Exercise data below:

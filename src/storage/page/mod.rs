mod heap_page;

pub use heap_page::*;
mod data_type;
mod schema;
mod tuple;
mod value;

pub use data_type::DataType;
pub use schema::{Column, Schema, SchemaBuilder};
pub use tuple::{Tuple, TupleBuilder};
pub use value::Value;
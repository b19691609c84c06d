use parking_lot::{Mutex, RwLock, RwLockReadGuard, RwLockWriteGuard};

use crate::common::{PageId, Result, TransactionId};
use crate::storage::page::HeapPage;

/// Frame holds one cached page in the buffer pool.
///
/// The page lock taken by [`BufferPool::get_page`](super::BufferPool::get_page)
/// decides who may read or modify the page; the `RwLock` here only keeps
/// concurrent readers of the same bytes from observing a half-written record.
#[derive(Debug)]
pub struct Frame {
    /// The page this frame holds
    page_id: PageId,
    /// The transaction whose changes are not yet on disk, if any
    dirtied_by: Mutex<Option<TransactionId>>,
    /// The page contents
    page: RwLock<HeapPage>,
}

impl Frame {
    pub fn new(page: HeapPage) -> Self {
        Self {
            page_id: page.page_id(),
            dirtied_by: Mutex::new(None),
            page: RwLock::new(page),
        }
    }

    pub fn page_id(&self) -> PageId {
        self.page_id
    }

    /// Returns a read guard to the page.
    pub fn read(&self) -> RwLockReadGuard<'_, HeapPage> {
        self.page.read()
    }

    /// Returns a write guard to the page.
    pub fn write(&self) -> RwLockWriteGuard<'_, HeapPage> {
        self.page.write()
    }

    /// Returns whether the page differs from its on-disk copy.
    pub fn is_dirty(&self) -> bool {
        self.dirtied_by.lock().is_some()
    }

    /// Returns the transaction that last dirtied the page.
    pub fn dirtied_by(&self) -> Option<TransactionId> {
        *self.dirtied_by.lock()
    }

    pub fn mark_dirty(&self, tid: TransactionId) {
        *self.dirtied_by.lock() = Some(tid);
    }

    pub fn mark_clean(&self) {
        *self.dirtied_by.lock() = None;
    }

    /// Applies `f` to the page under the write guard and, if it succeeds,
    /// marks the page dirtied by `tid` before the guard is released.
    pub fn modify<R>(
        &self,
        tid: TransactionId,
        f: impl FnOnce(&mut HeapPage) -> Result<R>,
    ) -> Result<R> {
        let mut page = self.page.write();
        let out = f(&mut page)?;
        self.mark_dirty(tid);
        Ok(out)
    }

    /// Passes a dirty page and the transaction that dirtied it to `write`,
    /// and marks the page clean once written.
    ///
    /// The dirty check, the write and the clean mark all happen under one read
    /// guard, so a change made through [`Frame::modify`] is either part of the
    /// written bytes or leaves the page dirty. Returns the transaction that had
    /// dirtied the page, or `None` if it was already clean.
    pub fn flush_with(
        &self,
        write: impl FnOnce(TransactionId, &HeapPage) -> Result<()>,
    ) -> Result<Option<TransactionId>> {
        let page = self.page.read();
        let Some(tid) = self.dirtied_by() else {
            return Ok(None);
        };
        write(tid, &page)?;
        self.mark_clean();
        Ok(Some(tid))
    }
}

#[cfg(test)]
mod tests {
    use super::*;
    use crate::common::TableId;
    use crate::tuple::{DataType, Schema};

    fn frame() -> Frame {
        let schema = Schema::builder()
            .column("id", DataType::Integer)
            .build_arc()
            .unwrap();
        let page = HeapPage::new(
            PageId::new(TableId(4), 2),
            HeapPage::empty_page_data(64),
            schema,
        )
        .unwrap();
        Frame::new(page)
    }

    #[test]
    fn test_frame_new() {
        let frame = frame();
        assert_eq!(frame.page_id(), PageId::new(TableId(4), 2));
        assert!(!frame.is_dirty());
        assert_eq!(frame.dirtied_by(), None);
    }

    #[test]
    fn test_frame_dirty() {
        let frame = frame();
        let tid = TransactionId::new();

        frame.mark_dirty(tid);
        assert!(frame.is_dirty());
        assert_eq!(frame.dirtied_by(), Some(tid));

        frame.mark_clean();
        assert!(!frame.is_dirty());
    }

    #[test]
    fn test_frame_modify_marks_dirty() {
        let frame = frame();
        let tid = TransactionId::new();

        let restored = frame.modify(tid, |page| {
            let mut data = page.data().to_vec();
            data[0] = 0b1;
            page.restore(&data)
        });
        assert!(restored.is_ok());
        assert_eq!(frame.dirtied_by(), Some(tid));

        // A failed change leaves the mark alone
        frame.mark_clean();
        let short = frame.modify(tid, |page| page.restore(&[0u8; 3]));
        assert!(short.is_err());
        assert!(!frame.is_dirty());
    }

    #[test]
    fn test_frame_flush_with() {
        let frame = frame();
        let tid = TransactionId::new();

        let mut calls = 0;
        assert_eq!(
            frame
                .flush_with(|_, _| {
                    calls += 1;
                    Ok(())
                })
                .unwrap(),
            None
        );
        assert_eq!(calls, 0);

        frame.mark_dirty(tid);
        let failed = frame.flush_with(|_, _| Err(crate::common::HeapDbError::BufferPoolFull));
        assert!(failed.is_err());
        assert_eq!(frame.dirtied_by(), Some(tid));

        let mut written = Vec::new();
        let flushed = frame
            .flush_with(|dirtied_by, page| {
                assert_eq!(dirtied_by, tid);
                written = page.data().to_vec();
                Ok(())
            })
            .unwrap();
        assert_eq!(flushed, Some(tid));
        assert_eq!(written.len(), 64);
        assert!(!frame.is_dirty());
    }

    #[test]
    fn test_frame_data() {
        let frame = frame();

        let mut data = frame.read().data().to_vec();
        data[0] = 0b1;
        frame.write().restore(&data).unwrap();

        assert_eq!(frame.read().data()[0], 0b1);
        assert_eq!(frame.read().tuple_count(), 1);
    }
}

End of Exercise data.
Exercise data below:

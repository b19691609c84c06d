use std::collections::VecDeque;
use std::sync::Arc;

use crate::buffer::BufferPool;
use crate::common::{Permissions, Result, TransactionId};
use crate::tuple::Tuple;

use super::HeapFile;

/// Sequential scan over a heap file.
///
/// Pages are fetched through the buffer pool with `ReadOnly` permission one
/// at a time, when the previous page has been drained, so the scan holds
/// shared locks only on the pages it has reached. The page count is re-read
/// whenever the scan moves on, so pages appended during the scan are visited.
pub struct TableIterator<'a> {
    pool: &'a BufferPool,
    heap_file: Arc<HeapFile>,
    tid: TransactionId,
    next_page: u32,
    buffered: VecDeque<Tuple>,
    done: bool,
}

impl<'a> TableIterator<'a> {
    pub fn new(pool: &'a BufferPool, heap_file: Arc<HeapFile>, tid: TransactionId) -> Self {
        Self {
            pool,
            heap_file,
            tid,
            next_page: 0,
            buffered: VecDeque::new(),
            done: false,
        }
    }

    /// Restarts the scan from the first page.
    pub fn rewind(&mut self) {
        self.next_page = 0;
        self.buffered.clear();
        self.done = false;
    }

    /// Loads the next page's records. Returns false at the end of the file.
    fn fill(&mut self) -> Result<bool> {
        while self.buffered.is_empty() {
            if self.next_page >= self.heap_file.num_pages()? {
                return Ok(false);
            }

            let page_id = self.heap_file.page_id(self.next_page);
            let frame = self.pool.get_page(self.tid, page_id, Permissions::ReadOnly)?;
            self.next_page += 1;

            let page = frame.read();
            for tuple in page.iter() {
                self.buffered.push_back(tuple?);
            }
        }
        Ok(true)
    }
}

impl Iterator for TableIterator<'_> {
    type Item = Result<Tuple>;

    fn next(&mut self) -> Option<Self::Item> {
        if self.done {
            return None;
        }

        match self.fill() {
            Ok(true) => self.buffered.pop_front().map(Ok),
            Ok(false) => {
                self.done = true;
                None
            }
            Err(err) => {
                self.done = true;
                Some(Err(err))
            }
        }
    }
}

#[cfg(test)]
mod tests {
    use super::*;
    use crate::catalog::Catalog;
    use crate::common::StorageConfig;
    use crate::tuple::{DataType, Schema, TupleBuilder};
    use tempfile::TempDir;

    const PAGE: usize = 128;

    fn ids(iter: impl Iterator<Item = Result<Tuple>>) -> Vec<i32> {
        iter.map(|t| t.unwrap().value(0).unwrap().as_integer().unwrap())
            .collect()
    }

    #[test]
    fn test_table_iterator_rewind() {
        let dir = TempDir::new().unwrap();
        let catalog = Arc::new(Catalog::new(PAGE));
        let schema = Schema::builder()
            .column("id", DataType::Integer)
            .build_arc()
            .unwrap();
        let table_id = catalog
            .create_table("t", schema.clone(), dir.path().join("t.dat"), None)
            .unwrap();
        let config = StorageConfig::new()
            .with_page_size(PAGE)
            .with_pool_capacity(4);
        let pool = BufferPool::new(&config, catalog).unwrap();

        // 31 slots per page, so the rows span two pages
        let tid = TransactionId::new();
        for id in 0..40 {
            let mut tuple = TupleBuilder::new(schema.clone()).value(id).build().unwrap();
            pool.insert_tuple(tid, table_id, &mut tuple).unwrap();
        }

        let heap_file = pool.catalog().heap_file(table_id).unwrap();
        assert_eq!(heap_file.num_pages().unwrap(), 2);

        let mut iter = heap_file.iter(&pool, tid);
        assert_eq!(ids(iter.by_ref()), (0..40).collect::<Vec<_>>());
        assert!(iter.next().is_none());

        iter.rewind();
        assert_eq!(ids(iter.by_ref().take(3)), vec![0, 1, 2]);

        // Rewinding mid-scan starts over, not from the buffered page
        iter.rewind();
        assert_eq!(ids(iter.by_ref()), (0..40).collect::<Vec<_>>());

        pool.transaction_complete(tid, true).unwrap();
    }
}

End of Exercise data.
Exercise data below:

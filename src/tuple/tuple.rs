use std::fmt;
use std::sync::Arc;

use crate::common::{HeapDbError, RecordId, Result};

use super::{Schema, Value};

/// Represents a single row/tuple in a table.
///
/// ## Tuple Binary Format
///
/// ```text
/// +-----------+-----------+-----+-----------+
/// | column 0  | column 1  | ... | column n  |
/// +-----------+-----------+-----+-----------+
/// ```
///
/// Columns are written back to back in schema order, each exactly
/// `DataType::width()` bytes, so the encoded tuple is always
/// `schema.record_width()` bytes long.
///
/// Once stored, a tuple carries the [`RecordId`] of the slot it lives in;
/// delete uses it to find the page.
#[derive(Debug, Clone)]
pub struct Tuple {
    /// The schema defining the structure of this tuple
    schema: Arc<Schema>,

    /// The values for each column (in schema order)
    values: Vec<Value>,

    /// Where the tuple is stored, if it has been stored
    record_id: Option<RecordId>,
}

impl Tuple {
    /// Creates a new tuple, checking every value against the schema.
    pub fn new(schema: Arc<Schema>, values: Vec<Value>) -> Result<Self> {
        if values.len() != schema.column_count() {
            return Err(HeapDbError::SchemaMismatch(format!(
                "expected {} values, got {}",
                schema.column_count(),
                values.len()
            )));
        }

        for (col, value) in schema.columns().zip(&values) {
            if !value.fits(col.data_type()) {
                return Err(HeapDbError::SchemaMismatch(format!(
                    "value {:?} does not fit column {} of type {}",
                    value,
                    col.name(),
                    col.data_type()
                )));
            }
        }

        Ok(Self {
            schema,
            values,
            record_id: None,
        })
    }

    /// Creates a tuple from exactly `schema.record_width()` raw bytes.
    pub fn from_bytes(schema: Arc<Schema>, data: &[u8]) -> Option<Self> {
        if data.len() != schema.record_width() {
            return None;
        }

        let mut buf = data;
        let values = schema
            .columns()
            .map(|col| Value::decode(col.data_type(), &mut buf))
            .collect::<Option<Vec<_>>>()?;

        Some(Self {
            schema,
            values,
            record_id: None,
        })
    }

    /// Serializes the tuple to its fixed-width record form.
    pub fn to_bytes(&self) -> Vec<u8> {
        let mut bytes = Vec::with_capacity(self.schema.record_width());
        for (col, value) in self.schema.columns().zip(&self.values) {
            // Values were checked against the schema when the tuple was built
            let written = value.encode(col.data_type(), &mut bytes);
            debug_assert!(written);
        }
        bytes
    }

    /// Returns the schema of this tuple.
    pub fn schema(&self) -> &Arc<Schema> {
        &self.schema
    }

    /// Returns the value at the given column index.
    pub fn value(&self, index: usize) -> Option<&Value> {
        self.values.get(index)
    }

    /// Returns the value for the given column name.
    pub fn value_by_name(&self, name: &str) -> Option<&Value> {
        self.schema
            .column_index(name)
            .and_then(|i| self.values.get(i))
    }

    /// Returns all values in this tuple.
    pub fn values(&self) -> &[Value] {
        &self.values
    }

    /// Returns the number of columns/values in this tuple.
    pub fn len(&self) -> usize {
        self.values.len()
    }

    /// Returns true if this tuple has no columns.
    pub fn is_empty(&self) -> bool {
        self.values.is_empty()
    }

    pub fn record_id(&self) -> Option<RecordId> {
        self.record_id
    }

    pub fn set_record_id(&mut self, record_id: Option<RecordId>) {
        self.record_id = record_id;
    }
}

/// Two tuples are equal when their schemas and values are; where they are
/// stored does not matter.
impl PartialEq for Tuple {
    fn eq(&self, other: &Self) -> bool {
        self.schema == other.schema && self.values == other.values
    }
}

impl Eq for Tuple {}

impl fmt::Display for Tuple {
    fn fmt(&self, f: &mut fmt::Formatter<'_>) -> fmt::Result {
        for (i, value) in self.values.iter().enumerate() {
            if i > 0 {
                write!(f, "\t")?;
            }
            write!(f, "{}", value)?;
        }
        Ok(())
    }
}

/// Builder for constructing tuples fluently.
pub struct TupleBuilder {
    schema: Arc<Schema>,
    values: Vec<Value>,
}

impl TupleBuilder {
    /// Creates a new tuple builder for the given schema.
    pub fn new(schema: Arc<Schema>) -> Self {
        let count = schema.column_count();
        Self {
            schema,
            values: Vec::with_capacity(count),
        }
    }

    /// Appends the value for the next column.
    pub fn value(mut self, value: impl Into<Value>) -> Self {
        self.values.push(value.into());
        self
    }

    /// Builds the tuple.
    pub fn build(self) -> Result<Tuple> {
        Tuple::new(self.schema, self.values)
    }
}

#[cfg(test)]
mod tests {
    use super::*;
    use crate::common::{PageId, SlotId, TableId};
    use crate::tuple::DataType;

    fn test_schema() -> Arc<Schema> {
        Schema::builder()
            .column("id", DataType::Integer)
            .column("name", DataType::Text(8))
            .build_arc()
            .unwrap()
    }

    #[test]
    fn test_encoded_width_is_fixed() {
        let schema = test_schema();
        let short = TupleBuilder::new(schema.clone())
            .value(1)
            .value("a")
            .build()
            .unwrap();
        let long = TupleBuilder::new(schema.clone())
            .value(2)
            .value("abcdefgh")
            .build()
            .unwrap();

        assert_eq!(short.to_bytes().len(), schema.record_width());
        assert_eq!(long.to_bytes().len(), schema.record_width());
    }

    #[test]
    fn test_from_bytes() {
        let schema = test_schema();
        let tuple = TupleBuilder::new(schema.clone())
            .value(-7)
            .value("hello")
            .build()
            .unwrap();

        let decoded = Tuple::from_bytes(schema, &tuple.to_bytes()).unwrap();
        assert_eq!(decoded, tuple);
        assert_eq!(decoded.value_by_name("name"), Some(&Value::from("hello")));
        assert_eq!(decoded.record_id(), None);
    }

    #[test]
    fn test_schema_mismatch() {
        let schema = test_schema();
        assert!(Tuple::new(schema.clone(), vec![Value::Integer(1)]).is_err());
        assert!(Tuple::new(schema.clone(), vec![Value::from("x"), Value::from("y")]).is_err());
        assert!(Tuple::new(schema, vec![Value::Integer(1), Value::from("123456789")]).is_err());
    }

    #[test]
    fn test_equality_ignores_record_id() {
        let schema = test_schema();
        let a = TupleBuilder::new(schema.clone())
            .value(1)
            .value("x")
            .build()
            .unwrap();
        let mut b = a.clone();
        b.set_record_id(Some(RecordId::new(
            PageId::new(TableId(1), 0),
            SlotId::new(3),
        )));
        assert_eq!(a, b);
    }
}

End of Exercise data.

| Task details |
If a line in the data above contains "Creates", return that line.

| Completed task |
    /// Creates a new tuple, checking every value against the schema.
    /// Creates a tuple from exactly `schema.record_width()` raw bytes.
    /// Creates a new tuple builder for the given schema.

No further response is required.